La fantascienza ormai è diventato un genere molto difficile da produrre. La qualità è venuta sempre meno nel corso degli anni e diciamoci la verità, la maggior parte dei film sembrano tutti già visti e rivisti. Nolan riesce, anche grazie alla consulenza scientifica del fisico teorico Kip Thorne (addirittura tra i produttori del film) a dare una spinta e una originalità alla storia, riuscendo a creare qualcosa di più unico che raro nella cinematografia hollywoodiana odierna.
Come accennato in precedenza, questa pellicola si differenzia totalmente da quelle a cui siamo abituati, non ci immergiamo infatti in un mondo di astronavi e alieni, ma bensì sul concetto centrale del tempo. È proprio quest’ultimo, in un certo senso, ad essere il vero antagonista del film, separa infatti i due protagonisti, Murphy (interpretata da Jessica Chastain) e Joseph Cooper, padre e figlia, molto più dello spazio. La missione per cui è chiamato l’ex pilota è una lotta contro le leggi della relatività, contro il buco nero che regola la fisica di quella parte d’universo.
Murphy sa che suo padre sta andando incontro ad una missione quasi impossibile e che difficilmente riuscirà a rivederlo.
Nonostante Nolan sia un regista estremamente versatile e dal quale ci si può aspettare di tutto, in ogni suo film il centro di tutto è l’amore… se in Memento e The Prestige il fulcro è l’amore per la verità in Interstellar a fungere da collante dell’intera vicenda è l’amore che lega padre e figlia.
A rendere ancora più intensi gli scenari mozzafiato concorrono le musiche apocalittiche di Hans Zimmer (La sottile linea rossa, Il Gladiatore) che, da sempre collaboratore di Nolan per le colonne sonore, concede con la potenza dell’organo, un passo ancora più vicino nella nuova, inesplorata galassia.
Il film termina con la scoperta della verità, quella che Nolan ci para davanti in maniera chiara: l’amore è l’unica cosa che trascende dal tempo e dallo spazio.

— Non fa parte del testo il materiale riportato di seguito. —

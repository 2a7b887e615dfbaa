use serde::{Deserialize, Serialize};
use std::path::PathBuf;
use tracing::{debug, info};

/// One remote folder to mirror and the local directory to mirror it under.
///
/// The folder itself becomes a subdirectory of `download_path`, named after
/// its safe name.
#[derive(Debug, Clone, PartialEq, Eq, Serialize, Deserialize)]
pub struct SyncRoot {
    pub folder_id: String,
    pub download_path: PathBuf,
}

impl SyncRoot {
    pub fn new(folder_id: impl Into<String>, download_path: impl Into<PathBuf>) -> Self {
        Self {
            folder_id: folder_id.into(),
            download_path: download_path.into(),
        }
    }
}

/// Everything a mirror run needs besides the transport.
#[derive(Debug, Clone, Default, Serialize, Deserialize)]
pub struct MirrorConfig {
    #[serde(default)]
    pub roots: Vec<SyncRoot>,
}

impl MirrorConfig {
    pub fn trace_loaded(&self) {
        info!(roots_count = self.roots.len(), "Loaded MirrorConfig");
        debug!(?self, "MirrorConfig loaded (full debug)");
    }
}
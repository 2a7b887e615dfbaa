//! Credential reuse and refresh against a wiremock token endpoint.

use chrono::{Duration, Utc};
use gdocs_mirror::credentials::AuthorizedUser;
use gdocs_mirror::load_config::CredentialsSection;
use gdocs_mirror::oauth::{get_or_generate_credentials, refresh};
use serde_json::json;
use tempfile::tempdir;
use wiremock::matchers::{body_string_contains, method, path};
use wiremock::{Mock, MockServer, ResponseTemplate};

fn cached_user(token_uri: String, expiry_offset: Duration) -> AuthorizedUser {
    AuthorizedUser {
        token: "old-access".to_string(),
        refresh_token: Some("keep-me".to_string()),
        token_uri,
        client_id: "cid".to_string(),
        client_secret: "cs".to_string(),
        scopes: vec!["https://www.googleapis.com/auth/drive.readonly".to_string()],
        expiry: Some(Utc::now() + expiry_offset),
    }
}

#[tokio::test]
async fn valid_cached_token_is_used_without_network() {
    let server = MockServer::start().await;
    Mock::given(method("POST"))
        .respond_with(ResponseTemplate::new(500))
        .expect(0)
        .mount(&server)
        .await;

    let dir = tempdir().unwrap();
    let section = CredentialsSection {
        client_secrets: dir.path().join("does-not-exist.json"),
        token_file: dir.path().join("token.json"),
    };
    let user = cached_user(format!("{}/token", server.uri()), Duration::hours(1));
    user.save(&section.token_file).unwrap();

    let got = get_or_generate_credentials(&reqwest::Client::new(), &section)
        .await
        .unwrap();
    assert_eq!(got, user);
}

#[tokio::test]
async fn expired_token_is_refreshed_and_persisted() {
    let server = MockServer::start().await;
    Mock::given(method("POST"))
        .and(path("/token"))
        .and(body_string_contains("grant_type=refresh_token"))
        .and(body_string_contains("refresh_token=keep-me"))
        .respond_with(ResponseTemplate::new(200).set_body_json(json!({
            "access_token": "new-access",
            "expires_in": 3599,
            "token_type": "Bearer"
        })))
        .expect(1)
        .mount(&server)
        .await;

    let dir = tempdir().unwrap();
    let section = CredentialsSection {
        client_secrets: dir.path().join("does-not-exist.json"),
        token_file: dir.path().join("token.json"),
    };
    cached_user(format!("{}/token", server.uri()), -Duration::minutes(5))
        .save(&section.token_file)
        .unwrap();

    let got = get_or_generate_credentials(&reqwest::Client::new(), &section)
        .await
        .unwrap();

    assert_eq!(got.token, "new-access");
    assert_eq!(got.refresh_token.as_deref(), Some("keep-me"));
    assert!(got.is_valid());
    let on_disk = AuthorizedUser::load(&section.token_file).unwrap().unwrap();
    assert_eq!(on_disk, got);
}

#[tokio::test]
async fn refresh_surfaces_token_endpoint_errors() {
    let server = MockServer::start().await;
    Mock::given(method("POST"))
        .and(path("/token"))
        .respond_with(ResponseTemplate::new(400).set_body_json(json!({
            "error": "invalid_grant",
            "error_description": "Token has been expired or revoked."
        })))
        .mount(&server)
        .await;

    let user = cached_user(format!("{}/token", server.uri()), -Duration::minutes(5));
    let err = refresh(&reqwest::Client::new(), &user).await.unwrap_err();

    assert!(err.to_string().contains("invalid_grant"), "got: {err}");
}

#[tokio::test]
async fn missing_token_and_missing_client_secrets_fails_cleanly() {
    let dir = tempdir().unwrap();
    let section = CredentialsSection {
        client_secrets: dir.path().join("credentials.json"),
        token_file: dir.path().join("token.json"),
    };

    let err = get_or_generate_credentials(&reqwest::Client::new(), &section)
        .await
        .unwrap_err();

    assert!(err.to_string().contains("client secrets"), "got: {err}");
    assert!(!section.token_file.exists());
}
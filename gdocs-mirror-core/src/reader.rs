//! Remote Tree Reader: materializes a fully populated [`Folder`] from a
//! remote folder id.
//!
//! Per folder the reader issues one name lookup, one listing call per page
//! of child documents, one export per document (after its metadata fields
//! are checked), one listing call per page of
//! child folders, then recurses into each child folder. Calls are awaited one
//! at a time and the listing order is kept as returned.

use std::future::Future;

use futures::future::BoxFuture;
use tracing::{debug, info};

use crate::contract::{DriveApi, ListPage, RemoteDocument, EXPORT_MIME_TYPE};
use crate::error::{Result, SyncError};
use crate::model::{Document, Folder, LastModifyingUser};

pub struct TreeReader<'a, A: DriveApi + ?Sized> {
    api: &'a A,
}

impl<'a, A: DriveApi + ?Sized> TreeReader<'a, A> {
    pub fn new(api: &'a A) -> Self {
        Self { api }
    }

    /// Read `folder_id` and everything beneath it.
    ///
    /// Fails on the first remote error; nothing is retried.
    pub fn read_folder<'b>(&'b self, folder_id: &'b str) -> BoxFuture<'b, Result<Folder>> {
        Box::pin(async move {
            if folder_id.trim().is_empty() {
                return Err(SyncError::InvalidInput(
                    "folder id must not be empty".to_string(),
                ));
            }

            let name = self.api.get_folder_name(folder_id).await?;
            debug!(folder_id, folder_name = %name, "Resolved folder name");

            let listed = collect_pages(|token| self.api.list_documents(folder_id, token)).await?;
            let mut documents = Vec::with_capacity(listed.len());
            for remote in listed {
                info!(folder_id, document_id = %remote.id, document_name = %remote.name, "Found document");
                let mut document = into_document(remote)?;
                document.content = self
                    .api
                    .export_document(&document.id, EXPORT_MIME_TYPE)
                    .await?;
                documents.push(document);
            }

            let listed = collect_pages(|token| self.api.list_folders(folder_id, token)).await?;
            let mut subfolders = Vec::with_capacity(listed.len());
            for remote in listed {
                info!(folder_id, subfolder_id = %remote.id, subfolder_name = %remote.name, "Found subfolder");
                subfolders.push(self.read_folder(&remote.id).await?);
            }

            Ok(Folder::new(folder_id, name, documents, subfolders))
        })
    }
}

/// Fetch pages until the service stops returning a continuation token,
/// concatenating entries in page order.
pub async fn collect_pages<T, F, Fut>(mut fetch: F) -> Result<Vec<T>>
where
    F: FnMut(Option<String>) -> Fut,
    Fut: Future<Output = Result<ListPage<T>>>,
{
    let mut items = Vec::new();
    let mut token = None;
    loop {
        let page = fetch(token.take()).await?;
        items.extend(page.files);
        match page.next_page_token {
            Some(next) if !next.is_empty() => token = Some(next),
            _ => return Ok(items),
        }
    }
}

/// Build a [`Document`] without content from a listing entry, requiring the
/// fields the metadata header needs. Checked before the export request.
fn into_document(remote: RemoteDocument) -> Result<Document> {
    let modified_time = remote.modified_time.ok_or_else(|| SyncError::MissingField {
        document_id: remote.id.clone(),
        field: "modifiedTime",
    })?;
    let display_name = remote
        .last_modifying_user
        .and_then(|user| user.display_name)
        .ok_or_else(|| SyncError::MissingField {
            document_id: remote.id.clone(),
            field: "lastModifyingUser.displayName",
        })?;

    Ok(Document::new(
        remote.id,
        remote.name,
        remote.description,
        modified_time,
        LastModifyingUser::new(display_name),
        Vec::new(),
    ))
}
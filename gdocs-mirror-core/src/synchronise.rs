//! High-level pipeline: read each configured remote folder, then write it out.
//!
//! For every [`SyncRoot`], in configuration order:
//!   - the [`TreeReader`] builds the complete in-memory tree
//!   - the [`write_folder`] pass materializes it under the root's
//!     `download_path`
//!   - a [`RootReport`] is appended to the returned [`SynchroniseReport`]
//!
//! # Error Handling
//! Fail-fast: the first read or write error is returned and later roots are
//! not processed. Files already written by earlier roots stay on disk.

use std::path::PathBuf;

use tracing::{error, info};

use crate::config::SyncRoot;
use crate::contract::DriveApi;
use crate::error::Result;
use crate::reader::TreeReader;
use crate::writer::write_folder;

#[derive(Debug, Clone, Default, PartialEq, Eq)]
pub struct SynchroniseReport {
    pub roots: Vec<RootReport>,
}

#[derive(Debug, Clone, PartialEq, Eq)]
pub struct RootReport {
    pub folder_id: String,
    pub folder_name: String,
    pub download_path: PathBuf,
    /// Remote folders visited, the root included.
    pub folders: usize,
    /// Remote documents exported.
    pub documents: usize,
    pub files_written: usize,
}

pub async fn synchronise<A>(roots: &[SyncRoot], api: &A) -> Result<SynchroniseReport>
where
    A: DriveApi + ?Sized,
{
    info!(roots = roots.len(), "[SYNC] Starting synchronisation");
    let mut report = SynchroniseReport::default();

    for root in roots {
        match mirror_root(root, api).await {
            Ok(root_report) => report.roots.push(root_report),
            Err(e) => {
                error!(folder_id = %root.folder_id, error = %e, "[SYNC][ERROR] Synchronisation failed");
                return Err(e);
            }
        }
    }

    info!(roots = report.roots.len(), "[SYNC] Synchronisation complete");
    Ok(report)
}

/// Read and write a single root.
pub async fn mirror_root<A>(root: &SyncRoot, api: &A) -> Result<RootReport>
where
    A: DriveApi + ?Sized,
{
    info!(folder_id = %root.folder_id, "[SYNC] Parsing folder");
    let folder = TreeReader::new(api).read_folder(&root.folder_id).await?;

    info!(
        folder_id = %root.folder_id,
        download_path = %root.download_path.display(),
        documents = folder.total_documents(),
        "[SYNC] Downloading files locally"
    );
    let stats = write_folder(&folder, &root.download_path)?;

    Ok(RootReport {
        folder_id: folder.id.clone(),
        folder_name: folder.name.clone(),
        download_path: root.download_path.clone(),
        folders: folder.total_folders(),
        documents: folder.total_documents(),
        files_written: stats.files_written,
    })
}
//! Todo repository for database operations.

use sea_orm::sea_query::Expr;
use sea_orm::{ActiveValue, ColumnTrait, ConnectionTrait, DbErr, EntityTrait, QueryFilter, QueryOrder};

use super::{execute_logged, fetch_logged};
use crate::entities::todo;

/// Repository for todo-related database operations.
pub struct TodoRepository;

impl TodoRepository {
    /// Get the todos of one list ordered by id.
    pub async fn get_for_list<C>(conn: &C, list_id: i32) -> Result<Vec<todo::Model>, DbErr>
    where
        C: ConnectionTrait,
    {
        fetch_logged(
            conn,
            todo::Entity::find()
                .filter(todo::Column::ListId.eq(list_id))
                .order_by_asc(todo::Column::Id),
        )
        .await
    }

    /// Get the todos of several lists at once, ordered by list then id.
    pub async fn get_for_lists<C>(conn: &C, list_ids: &[i32]) -> Result<Vec<todo::Model>, DbErr>
    where
        C: ConnectionTrait,
    {
        if list_ids.is_empty() {
            return Ok(Vec::new());
        }

        fetch_logged(
            conn,
            todo::Entity::find()
                .filter(todo::Column::ListId.is_in(list_ids.iter().copied()))
                .order_by_asc(todo::Column::ListId)
                .order_by_asc(todo::Column::Id),
        )
        .await
    }

    /// Insert a todo with an already allocated id. New todos start incomplete.
    pub async fn insert<C>(conn: &C, list_id: i32, id: i32, name: &str) -> Result<(), DbErr>
    where
        C: ConnectionTrait,
    {
        let row = todo::ActiveModel {
            list_id: ActiveValue::Set(list_id),
            id: ActiveValue::Set(id),
            name: ActiveValue::Set(name.to_string()),
            completed: ActiveValue::Set(false),
        };
        execute_logged(conn, todo::Entity::insert(row)).await?;
        Ok(())
    }

    /// Delete one todo from a list.
    pub async fn delete<C>(conn: &C, list_id: i32, todo_id: i32) -> Result<u64, DbErr>
    where
        C: ConnectionTrait,
    {
        let delete = todo::Entity::delete_many()
            .filter(todo::Column::ListId.eq(list_id))
            .filter(todo::Column::Id.eq(todo_id));
        Ok(execute_logged(conn, delete).await?.rows_affected())
    }

    /// Delete every todo belonging to a list.
    pub async fn delete_for_list<C>(conn: &C, list_id: i32) -> Result<u64, DbErr>
    where
        C: ConnectionTrait,
    {
        let delete = todo::Entity::delete_many().filter(todo::Column::ListId.eq(list_id));
        Ok(execute_logged(conn, delete).await?.rows_affected())
    }

    /// Set the completion flag of one todo.
    pub async fn set_completed<C>(conn: &C, list_id: i32, todo_id: i32, completed: bool) -> Result<u64, DbErr>
    where
        C: ConnectionTrait,
    {
        let update = todo::Entity::update_many()
            .col_expr(todo::Column::Completed, Expr::value(completed))
            .filter(todo::Column::ListId.eq(list_id))
            .filter(todo::Column::Id.eq(todo_id));
        Ok(execute_logged(conn, update).await?.rows_affected())
    }

    /// Mark every todo of a list as completed.
    pub async fn complete_all<C>(conn: &C, list_id: i32) -> Result<u64, DbErr>
    where
        C: ConnectionTrait,
    {
        let update = todo::Entity::update_many()
            .col_expr(todo::Column::Completed, Expr::value(true))
            .filter(todo::Column::ListId.eq(list_id));
        Ok(execute_logged(conn, update).await?.rows_affected())
    }
}
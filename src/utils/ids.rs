//! Identifier allocation for lists and todos.

/// Returns the next id for a collection: one past the largest existing id, or `1` when empty.
///
/// Gaps left by deletions are never filled; only ids above the current maximum are handed out.
/// Returns `None` once the largest id is `i32::MAX`.
pub fn next_id<I>(existing: I) -> Option<i32>
where
    I: IntoIterator<Item = i32>,
{
    match existing.into_iter().max() {
        Some(max) => max.checked_add(1),
        None => Some(1),
    }
}
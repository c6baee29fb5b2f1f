#![allow(dead_code)]

use todolists::aggregation::{is_list_complete, remaining_count, total_count};
use todolists::persistence::{DatabasePersistence, Persistence};

/// Fresh in-memory SQLite gateway with the schema created.
pub async fn memory_database() -> DatabasePersistence {
    DatabasePersistence::connect("sqlite::memory:", 1)
        .await
        .expect("in-memory database should open")
}

/// Create a list, add a todo, complete it, then delete the list.
pub async fn groceries_scenario(store: &dyn Persistence) {
    let id = store.create_list("Groceries").await.unwrap();

    let lists = store.all_lists().await.unwrap();
    assert_eq!(lists.len(), 1);
    assert_eq!(lists[0].name, "Groceries");
    assert_eq!(total_count(&lists[0]), 0);

    store.create_todo(id, "Milk").await.unwrap();
    let list = store.find_list(id).await.unwrap();
    assert_eq!(total_count(&list), 1);
    assert_eq!(remaining_count(&list), 1);
    assert!(!is_list_complete(&list));

    let milk = list.todos[0].id;
    store.set_todo_completed(id, milk, true).await.unwrap();
    let list = store.find_list(id).await.unwrap();
    assert_eq!(remaining_count(&list), 0);
    assert!(is_list_complete(&list));

    store.delete_list(id).await.unwrap();
    assert!(store.find_list(id).await.unwrap_err().is_not_found());
    assert!(store.all_lists().await.unwrap().is_empty());
}

/// `complete_all_todos` marks every todo and can be repeated.
pub async fn complete_all_scenario(store: &dyn Persistence) {
    let id = store.create_list("Chores").await.unwrap();
    for name in ["Dishes", "Laundry", "Vacuum"] {
        store.create_todo(id, name).await.unwrap();
    }
    store.set_todo_completed(id, 2, true).await.unwrap();
    assert_eq!(remaining_count(&store.find_list(id).await.unwrap()), 2);

    store.complete_all_todos(id).await.unwrap();
    let once = store.find_list(id).await.unwrap();
    assert_eq!(total_count(&once), 3);
    assert!(once.todos.iter().all(|todo| todo.completed));

    store.complete_all_todos(id).await.unwrap();
    assert_eq!(store.find_list(id).await.unwrap(), once);
}

/// Ids are allocated as max + 1 and deleted maxima are not skipped over.
pub async fn id_allocation_scenario(store: &dyn Persistence) {
    let first = store.create_list("One").await.unwrap();
    let second = store.create_list("Two").await.unwrap();
    let third = store.create_list("Three").await.unwrap();
    assert_eq!((first, second, third), (1, 2, 3));

    store.delete_list(second).await.unwrap();
    assert_eq!(store.create_list("Four").await.unwrap(), 4);

    store.create_todo(first, "a").await.unwrap();
    store.create_todo(first, "b").await.unwrap();
    store.create_todo(first, "c").await.unwrap();
    store.delete_todo(first, 2).await.unwrap();
    store.create_todo(first, "d").await.unwrap();

    let ids: Vec<i32> = store
        .find_list(first)
        .await
        .unwrap()
        .todos
        .iter()
        .map(|todo| todo.id)
        .collect();
    assert_eq!(ids, vec![1, 3, 4]);

    // Todo ids are scoped to their list
    store.create_todo(third, "x").await.unwrap();
    assert_eq!(store.find_list(third).await.unwrap().todos[0].id, 1);
}

/// Mutations aimed at missing lists or todos do nothing.
pub async fn missing_targets_scenario(store: &dyn Persistence) {
    let id = store.create_list("Only").await.unwrap();
    store.create_todo(id, "Keep").await.unwrap();
    let before = store.all_lists().await.unwrap();

    store.rename_list(99, "Ghost").await.unwrap();
    store.delete_list(99).await.unwrap();
    store.create_todo(99, "Ghost").await.unwrap();
    store.delete_todo(id, 99).await.unwrap();
    store.set_todo_completed(id, 99, true).await.unwrap();
    store.complete_all_todos(99).await.unwrap();

    assert_eq!(store.all_lists().await.unwrap(), before);
    assert!(store.find_list(99).await.unwrap_err().is_not_found());
}

/// The gateway stores whatever it is given; uniqueness is the caller's job.
pub async fn duplicate_names_scenario(store: &dyn Persistence) {
    store.create_list("Groceries").await.unwrap();
    store.create_list("Groceries").await.unwrap();

    let lists = store.all_lists().await.unwrap();
    assert_eq!(lists.len(), 2);
    assert!(lists.iter().all(|list| list.name == "Groceries"));
    assert_ne!(lists[0].id, lists[1].id);
}

/// Renaming and todo deletion are visible through `all_lists`.
pub async fn rename_and_delete_todo_scenario(store: &dyn Persistence) {
    let work = store.create_list("Work").await.unwrap();
    let home = store.create_list("Home").await.unwrap();
    store.create_todo(work, "Report").await.unwrap();
    store.create_todo(work, "Email").await.unwrap();
    store.create_todo(home, "Garden").await.unwrap();

    store.rename_list(work, "Office").await.unwrap();
    store.delete_todo(work, 1).await.unwrap();
    store.set_todo_completed(home, 1, true).await.unwrap();
    store.set_todo_completed(home, 1, false).await.unwrap();

    let lists = store.all_lists().await.unwrap();
    assert_eq!(lists.len(), 2);
    assert_eq!(lists[0].name, "Office");
    assert_eq!(lists[0].todos.len(), 1);
    assert_eq!(lists[0].todos[0].name, "Email");
    assert_eq!(lists[1].name, "Home");
    assert!(!lists[1].todos[0].completed);
}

Incredibile e bellissima metafora che rende Interstellar un film sopra ogni aspettativa.
Concludo la recensione consigliando ovviamente la visione del film, anche se più che una semplice visione la definirei un'esperienza appagante ed emozionante che non può mancare a nessuno spettatore cinematografico del XXI secolo.